Performance on Intel Arc GPUs has suffered from poor driver support, particularly at launch. An investigation by Gamers Nexus discovered 43 known driver issues with Arc GPUs, prompting a response and acknowledgement of the issues from Intel. Intel CEO Pat Gelsinger also blamed driver problems as a reason for Arc's delayed launch.

A beta driver from October 2022 accidentally reduced the memory clock by 9% on the Arc A770 from 2187 MHz to 2000 MHz, resulting in a 17% reduction in memory bandwidth. This particular issue was later fixed.

Intel provides an open source driver for Linux too.

DirectX 9 compatibility As of the Alchemist generation, Intel Arc only includes direct hardware support for the DirectX 11 & 12 and Vulkan graphics APIs, with the older DirectX 9 & 10 and OpenGL APIs being supported via a real-time compatibility layer built into Intel's graphics driver.
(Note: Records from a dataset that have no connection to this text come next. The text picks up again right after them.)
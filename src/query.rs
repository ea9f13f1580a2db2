//! Item query pipeline: filter, sort and paginate cached items.
use std::collections::HashSet;

use serde::Serialize;
use serde_json::{Map, Value};

use crate::storage::Item;

// ============================================================================
// Query Parameters
// ============================================================================

/// Which items to keep by viewed status.
#[derive(Debug, Clone, Copy, PartialEq, Eq, Default, Serialize)]
#[serde(rename_all = "lowercase")]
pub enum ViewFilter {
    All,
    Viewed,
    #[default]
    Unviewed,
}

impl ViewFilter {
    pub fn parse(raw: &str) -> Option<Self> {
        match raw.trim().to_lowercase().as_str() {
            "all" => Some(Self::All),
            "viewed" => Some(Self::Viewed),
            "unviewed" => Some(Self::Unviewed),
            _ => None,
        }
    }

    pub fn as_str(self) -> &'static str {
        match self {
            Self::All => "all",
            Self::Viewed => "viewed",
            Self::Unviewed => "unviewed",
        }
    }

    fn keeps(self, viewed: bool) -> bool {
        match self {
            Self::All => true,
            Self::Viewed => viewed,
            Self::Unviewed => !viewed,
        }
    }
}

/// Publication window relative to now.
#[derive(Debug, Clone, Copy, PartialEq, Eq, Default, Serialize)]
#[serde(rename_all = "lowercase")]
pub enum TimeRange {
    #[default]
    All,
    Today,
    Week,
    Month,
}

impl TimeRange {
    pub fn parse(raw: &str) -> Option<Self> {
        match raw.trim().to_lowercase().as_str() {
            "all" => Some(Self::All),
            "today" => Some(Self::Today),
            "week" => Some(Self::Week),
            "month" => Some(Self::Month),
            _ => None,
        }
    }

    pub fn as_str(self) -> &'static str {
        match self {
            Self::All => "all",
            Self::Today => "today",
            Self::Week => "week",
            Self::Month => "month",
        }
    }

    /// Window length in seconds, `None` for no cutoff.
    pub fn window_secs(self) -> Option<i64> {
        match self {
            Self::All => None,
            Self::Today => Some(86_400),
            Self::Week => Some(604_800),
            Self::Month => Some(2_592_000),
        }
    }
}

/// Result ordering.
#[derive(Debug, Clone, Copy, PartialEq, Eq, Default, Serialize)]
#[serde(rename_all = "lowercase")]
pub enum SortKey {
    #[default]
    Recent,
    Views,
    Likes,
}

impl SortKey {
    pub fn parse(raw: &str) -> Option<Self> {
        match raw.trim().to_lowercase().as_str() {
            "recent" => Some(Self::Recent),
            "views" => Some(Self::Views),
            "likes" => Some(Self::Likes),
            _ => None,
        }
    }

    pub fn as_str(self) -> &'static str {
        match self {
            Self::Recent => "recent",
            Self::Views => "views",
            Self::Likes => "likes",
        }
    }

    /// Engagement metric for this key. Missing or negative counts rank below
    /// every real count, including zero.
    fn metric(self, item: &Item) -> i64 {
        let value = match self {
            Self::Recent => return 0,
            Self::Views => item.youtube_views,
            Self::Likes => item.like_count,
        };
        value.filter(|v| *v >= 0).unwrap_or(-1)
    }
}

/// A normalized item query.
#[derive(Debug, Clone, Default, PartialEq, Eq)]
pub struct ItemQuery {
    pub view: ViewFilter,
    pub range: TimeRange,
    pub sort: SortKey,
    pub offset: usize,
    /// Page length. `None` returns everything from `offset` on.
    pub limit: Option<usize>,
}

// ============================================================================
// Results
// ============================================================================

/// An item as returned to callers: the cached fields without the internal
/// timestamp, annotated with viewed and bookmark status.
#[derive(Debug, Clone, PartialEq, Serialize)]
pub struct ItemView {
    pub feed: String,
    pub feed_title: String,
    pub id: String,
    pub title: String,
    pub link: Option<String>,
    pub published: String,
    pub summary: String,
    pub thumbnail: String,
    #[serde(skip_serializing_if = "Option::is_none")]
    pub feed_image: Option<String>,
    #[serde(skip_serializing_if = "Option::is_none")]
    pub youtube_views: Option<i64>,
    #[serde(skip_serializing_if = "Option::is_none")]
    pub like_count: Option<i64>,
    #[serde(skip_serializing_if = "Option::is_none")]
    pub bluesky_author_avatar: Option<String>,
    #[serde(skip_serializing_if = "Option::is_none")]
    pub bluesky_author_handle: Option<String>,
    #[serde(skip_serializing_if = "Option::is_none")]
    pub bluesky_author_display: Option<String>,
    #[serde(skip_serializing_if = "Option::is_none")]
    pub bluesky_json: Option<Value>,
    pub viewed: bool,
    #[serde(skip_serializing_if = "Option::is_none")]
    pub bookmarked: Option<bool>,
    #[serde(flatten)]
    pub extra: Map<String, Value>,
}

impl ItemView {
    pub fn new(item: Item, viewed: bool, bookmarked: Option<bool>) -> Self {
        let mut extra = item.extra;
        for key in ["viewed", "_viewed", "bookmarked"] {
            extra.remove(key);
        }
        Self {
            feed: item.feed,
            feed_title: item.feed_title,
            id: item.id,
            title: item.title,
            link: item.link,
            published: item.published,
            summary: item.summary,
            thumbnail: item.thumbnail,
            feed_image: item.feed_image,
            youtube_views: item.youtube_views,
            like_count: item.like_count,
            bluesky_author_avatar: item.bluesky_author_avatar,
            bluesky_author_handle: item.bluesky_author_handle,
            bluesky_author_display: item.bluesky_author_display,
            bluesky_json: item.bluesky_json,
            viewed,
            bookmarked,
            extra,
        }
    }
}

/// One page of results and the number of matches before pagination.
#[derive(Debug, Clone, PartialEq)]
pub struct ItemPage {
    pub items: Vec<ItemView>,
    pub total: usize,
}

// ============================================================================
// Pipeline
// ============================================================================

/// Run the query pipeline over cached items.
///
/// Only items of `allowed` feeds are considered, so an empty `allowed` set
/// yields an empty page. `now` is Unix seconds. When `bookmarked` is given
/// every returned item says whether it is bookmarked.
pub fn run(
    items: Vec<Item>,
    allowed: &HashSet<String>,
    viewed: &HashSet<String>,
    bookmarked: Option<&HashSet<String>>,
    query: &ItemQuery,
    now: i64,
) -> ItemPage {
    let cutoff = query.range.window_secs().map(|secs| now - secs);

    let mut matched: Vec<(Item, bool)> = items
        .into_iter()
        .filter(|item| allowed.contains(&item.feed))
        .map(|item| {
            let is_viewed = viewed.contains(&item.id);
            (item, is_viewed)
        })
        .filter(|(_, is_viewed)| query.view.keeps(*is_viewed))
        .filter(|(item, _)| cutoff.is_none_or(|c| item.timestamp >= c))
        .collect();

    let sort = query.sort;
    // `sort_by` is stable, so equal keys keep cache order.
    matched.sort_by(|(a, _), (b, _)| {
        (sort.metric(b), b.timestamp).cmp(&(sort.metric(a), a.timestamp))
    });

    let total = matched.len();
    let items = paginate(matched, query.offset, query.limit)
        .map(|(item, is_viewed)| {
            let is_bookmarked = bookmarked.map(|ids| ids.contains(&item.id));
            ItemView::new(item, is_viewed, is_bookmarked)
        })
        .collect();

    ItemPage { items, total }
}

/// Slice `[offset, offset + limit)` out of `items`.
pub fn paginate<T>(
    items: Vec<T>,
    offset: usize,
    limit: Option<usize>,
) -> impl Iterator<Item = T> {
    items
        .into_iter()
        .skip(offset)
        .take(limit.unwrap_or(usize::MAX))
}

#[cfg(test)]
mod tests {
    use super::*;
    use pretty_assertions::assert_eq;
    use proptest::prelude::*;

    const NOW: i64 = 1_700_000_000;

    fn item(feed: &str, id: &str, ts: i64) -> Item {
        Item {
            feed: feed.into(),
            id: id.into(),
            title: format!("Title {id}"),
            timestamp: ts,
            ..Item::default()
        }
    }

    fn set(values: &[&str]) -> HashSet<String> {
        values.iter().map(|v| v.to_string()).collect()
    }

    fn ids(page: &ItemPage) -> Vec<&str> {
        page.items.iter().map(|i| i.id.as_str()).collect()
    }

    fn all_query() -> ItemQuery {
        ItemQuery {
            view: ViewFilter::All,
            ..ItemQuery::default()
        }
    }

    #[test]
    fn test_parse_is_case_insensitive() {
        assert_eq!(SortKey::parse("Likes"), Some(SortKey::Likes));
        assert_eq!(TimeRange::parse(" WEEK "), Some(TimeRange::Week));
        assert_eq!(ViewFilter::parse("bogus"), None);
    }

    #[test]
    fn test_empty_allowed_set_returns_nothing() {
        let page = run(
            vec![item("a", "1", NOW)],
            &HashSet::new(),
            &HashSet::new(),
            None,
            &all_query(),
            NOW,
        );
        assert_eq!(page.total, 0);
        assert!(page.items.is_empty());
    }

    #[test]
    fn test_filters_by_allowed_feed() {
        let items = vec![item("a", "1", NOW), item("b", "2", NOW), item("a", "3", NOW - 1)];
        let page = run(items, &set(&["a"]), &HashSet::new(), None, &all_query(), NOW);
        assert_eq!(ids(&page), vec!["1", "3"]);
    }

    #[test]
    fn test_view_filters() {
        let items = || vec![item("a", "1", 3), item("a", "2", 2), item("a", "3", 1)];
        let viewed = set(&["2"]);
        let allowed = set(&["a"]);

        let query = |view| ItemQuery {
            view,
            ..ItemQuery::default()
        };
        let unviewed = run(items(), &allowed, &viewed, None, &query(ViewFilter::Unviewed), NOW);
        assert_eq!(ids(&unviewed), vec!["1", "3"]);

        let only_viewed = run(items(), &allowed, &viewed, None, &query(ViewFilter::Viewed), NOW);
        assert_eq!(ids(&only_viewed), vec!["2"]);
        assert!(only_viewed.items[0].viewed);

        let all = run(items(), &allowed, &viewed, None, &query(ViewFilter::All), NOW);
        assert_eq!(all.total, 3);
    }

    #[test]
    fn test_time_range_cutoff() {
        let items = vec![
            item("a", "fresh", NOW - 100),
            item("a", "edge", NOW - 86_400),
            item("a", "old", NOW - 86_401),
        ];
        let query = ItemQuery {
            range: TimeRange::Today,
            ..all_query()
        };
        let page = run(items, &set(&["a"]), &HashSet::new(), None, &query, NOW);
        assert_eq!(ids(&page), vec!["fresh", "edge"]);
    }

    #[test]
    fn test_likes_sort_puts_missing_last() {
        let mut five = item("a", "five", 1);
        five.like_count = Some(5);
        let none = item("a", "none", 3);
        let mut ten = item("a", "ten", 2);
        ten.like_count = Some(10);

        let query = ItemQuery {
            sort: SortKey::Likes,
            ..all_query()
        };
        let page = run(vec![five, none, ten], &set(&["a"]), &HashSet::new(), None, &query, NOW);
        assert_eq!(ids(&page), vec!["ten", "five", "none"]);
    }

    #[test]
    fn test_zero_views_ranks_above_missing_and_ties_break_on_recency() {
        let mut zero = item("a", "zero", 1);
        zero.youtube_views = Some(0);
        let missing = item("a", "missing", 5);
        let mut tie_old = item("a", "tie_old", 1);
        tie_old.youtube_views = Some(7);
        let mut tie_new = item("a", "tie_new", 2);
        tie_new.youtube_views = Some(7);

        let query = ItemQuery {
            sort: SortKey::Views,
            ..all_query()
        };
        let page = run(
            vec![zero, missing, tie_old, tie_new],
            &set(&["a"]),
            &HashSet::new(),
            None,
            &query,
            NOW,
        );
        assert_eq!(ids(&page), vec!["tie_new", "tie_old", "zero", "missing"]);
    }

    #[test]
    fn test_equal_timestamps_keep_cache_order() {
        let items = vec![item("a", "x", 5), item("a", "y", 5), item("a", "z", 5)];
        let page = run(items, &set(&["a"]), &HashSet::new(), None, &all_query(), NOW);
        assert_eq!(ids(&page), vec!["x", "y", "z"]);
    }

    #[test]
    fn test_bookmark_annotation_only_when_requested() {
        let items = || vec![item("a", "1", 2), item("a", "2", 1)];
        let allowed = set(&["a"]);
        let marks = set(&["2"]);

        let with = run(items(), &allowed, &HashSet::new(), Some(&marks), &all_query(), NOW);
        assert_eq!(with.items[0].bookmarked, Some(false));
        assert_eq!(with.items[1].bookmarked, Some(true));

        let without = run(items(), &allowed, &HashSet::new(), None, &all_query(), NOW);
        assert_eq!(without.items[0].bookmarked, None);
    }

    #[test]
    fn test_view_strips_internal_fields() {
        let mut cached = item("a", "1", 42);
        cached.extra.insert("_viewed".into(), Value::Bool(true));
        cached.extra.insert("author".into(), Value::String("Ann".into()));
        let view = ItemView::new(cached, false, None);

        let json = serde_json::to_value(&view).unwrap();
        assert!(json.get("_ts").is_none());
        assert!(json.get("_viewed").is_none());
        assert!(json.get("bookmarked").is_none());
        assert_eq!(json["viewed"], Value::Bool(false));
        assert_eq!(json["author"], Value::String("Ann".into()));
    }

    proptest! {
        #[test]
        fn prop_pages_partition_sorted_list(
            stamps in prop::collection::vec(0i64..50, 0..60),
        ) {
            let items: Vec<Item> = stamps
                .iter()
                .enumerate()
                .map(|(i, ts)| item("a", &i.to_string(), *ts))
                .collect();
            let allowed = set(&["a"]);
            let none = HashSet::new();

            let everything = run(items.clone(), &allowed, &none, None, &all_query(), NOW);
            let page = |n: usize| {
                let query = ItemQuery { offset: n * 10, limit: Some(10), ..all_query() };
                run(items.clone(), &allowed, &none, None, &query, NOW)
            };
            let (first, second) = (page(0), page(1));

            prop_assert_eq!(first.total, everything.total);
            let first_ids: HashSet<String> = first.items.iter().map(|i| i.id.clone()).collect();
            prop_assert!(second.items.iter().all(|i| !first_ids.contains(&i.id)));

            let joined: Vec<String> = first.items.iter().chain(&second.items).map(|i| i.id.clone()).collect();
            let expected: Vec<String> = everything.items.iter().take(20).map(|i| i.id.clone()).collect();
            prop_assert_eq!(joined, expected);
        }
    }
}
As a result, Alchemist GPUs perform noticeably worse than competing Nvidia and AMD GPUs in software that can only use these older APIs, including multiple DirectX 9-based esports games such as Counter-Strike: Global Offensive, League of Legends and StarCraft II: Wings of Liberty. There is also a performance gap between DirectX 11 and DirectX 12.

A December 2022 driver update improved Arc compatibility and performance with DirectX 9-based games. According to Intel, the driver update made Arc GPUs up to 1.8x faster in DirectX 9 games. A February 2023 driver update further improved Intel Arc's performance on DirectX 9-based games.